*** Opening of Input data ***
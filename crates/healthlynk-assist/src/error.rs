#[derive(Debug, thiserror::Error)]
pub enum AssistError {
    #[error("no API key configured")]
    MissingApiKey,

    #[error("invalid API URL: {0}")]
    InvalidUrl(String),

    #[error("API request failed with status {status}: {message}")]
    Status { status: u16, message: String },

    #[error("request failed: {0}")]
    Http(#[from] reqwest::Error),
}
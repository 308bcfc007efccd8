//! Transient user notifications

use serde::{Deserialize, Serialize};
use std::sync::{Mutex, PoisonError};
use tracing::{info, warn};

#[derive(Debug, Clone, PartialEq, Eq, Serialize, Deserialize)]
pub struct Notification {
    pub title: String,
    pub description: String,
    /// Failure notifications are rendered as destructive
    pub destructive: bool,
}

impl Notification {
    pub fn info(title: impl Into<String>, description: impl Into<String>) -> Self {
        Self {
            title: title.into(),
            description: description.into(),
            destructive: false,
        }
    }

    pub fn error(title: impl Into<String>, description: impl Into<String>) -> Self {
        Self {
            title: title.into(),
            description: description.into(),
            destructive: true,
        }
    }
}

/// Sink for notifications
pub trait Notifier: Send + Sync {
    fn notify(&self, notification: Notification);
}

/// Writes notifications to the log
#[derive(Debug, Clone, Copy, Default)]
pub struct TracingNotifier;

impl Notifier for TracingNotifier {
    fn notify(&self, notification: Notification) {
        if notification.destructive {
            warn!(title = %notification.title, "{}", notification.description);
        } else {
            info!(title = %notification.title, "{}", notification.description);
        }
    }
}

/// Keeps every notification in memory
#[derive(Debug, Default)]
pub struct NotificationLog {
    entries: Mutex<Vec<Notification>>,
}

impl NotificationLog {
    pub fn new() -> Self {
        Self::default()
    }

    pub fn entries(&self) -> Vec<Notification> {
        self.entries
            .lock()
            .unwrap_or_else(PoisonError::into_inner)
            .clone()
    }

    pub fn titles(&self) -> Vec<String> {
        self.entries().into_iter().map(|n| n.title).collect()
    }
}

impl Notifier for NotificationLog {
    fn notify(&self, notification: Notification) {
        self.entries
            .lock()
            .unwrap_or_else(PoisonError::into_inner)
            .push(notification);
    }
}

#[cfg(test)]
mod tests {
    use super::*;

    #[test]
    fn test_log_collects_in_order() {
        let log = NotificationLog::new();
        log.notify(Notification::info("Listening...", "Say something"));
        log.notify(Notification::error("Export failed", "disk full"));

        let entries = log.entries();
        assert_eq!(entries.len(), 2);
        assert!(!entries[0].destructive);
        assert!(entries[1].destructive);
        assert_eq!(log.titles(), vec!["Listening...", "Export failed"]);
    }
}
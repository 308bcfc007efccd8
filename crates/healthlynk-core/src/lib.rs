//! Symptom classification, care guidance and the shared conversation types

mod classifier;
mod config;
mod guidance;
mod responder;
mod types;

pub use classifier::{Classification, Classifier};
pub use config::{ConditionPattern, PatternTable};
pub use guidance::{CareGuide, Doctor, Guidance, Remedy};
pub use responder::OfflineResponder;
pub use types::{CurrentSymptom, Message, ParseSeverityError, Role, Severity, DEFAULT_GREETING};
*** Close of Input data ***
> Problem requirements: From the line with "shared conversation types" to the final line of the entries above, return every line exactly as written.

> Result of this exercise:
//! Symptom classification, care guidance and the shared conversation types

mod classifier;
mod config;
mod guidance;
mod responder;
mod types;

pub use classifier::{Classification, Classifier};
pub use config::{ConditionPattern, PatternTable};
pub use guidance::{CareGuide, Doctor, Guidance, Remedy};
pub use responder::OfflineResponder;
pub use types::{CurrentSymptom, Message, ParseSeverityError, Role, Severity, DEFAULT_GREETING};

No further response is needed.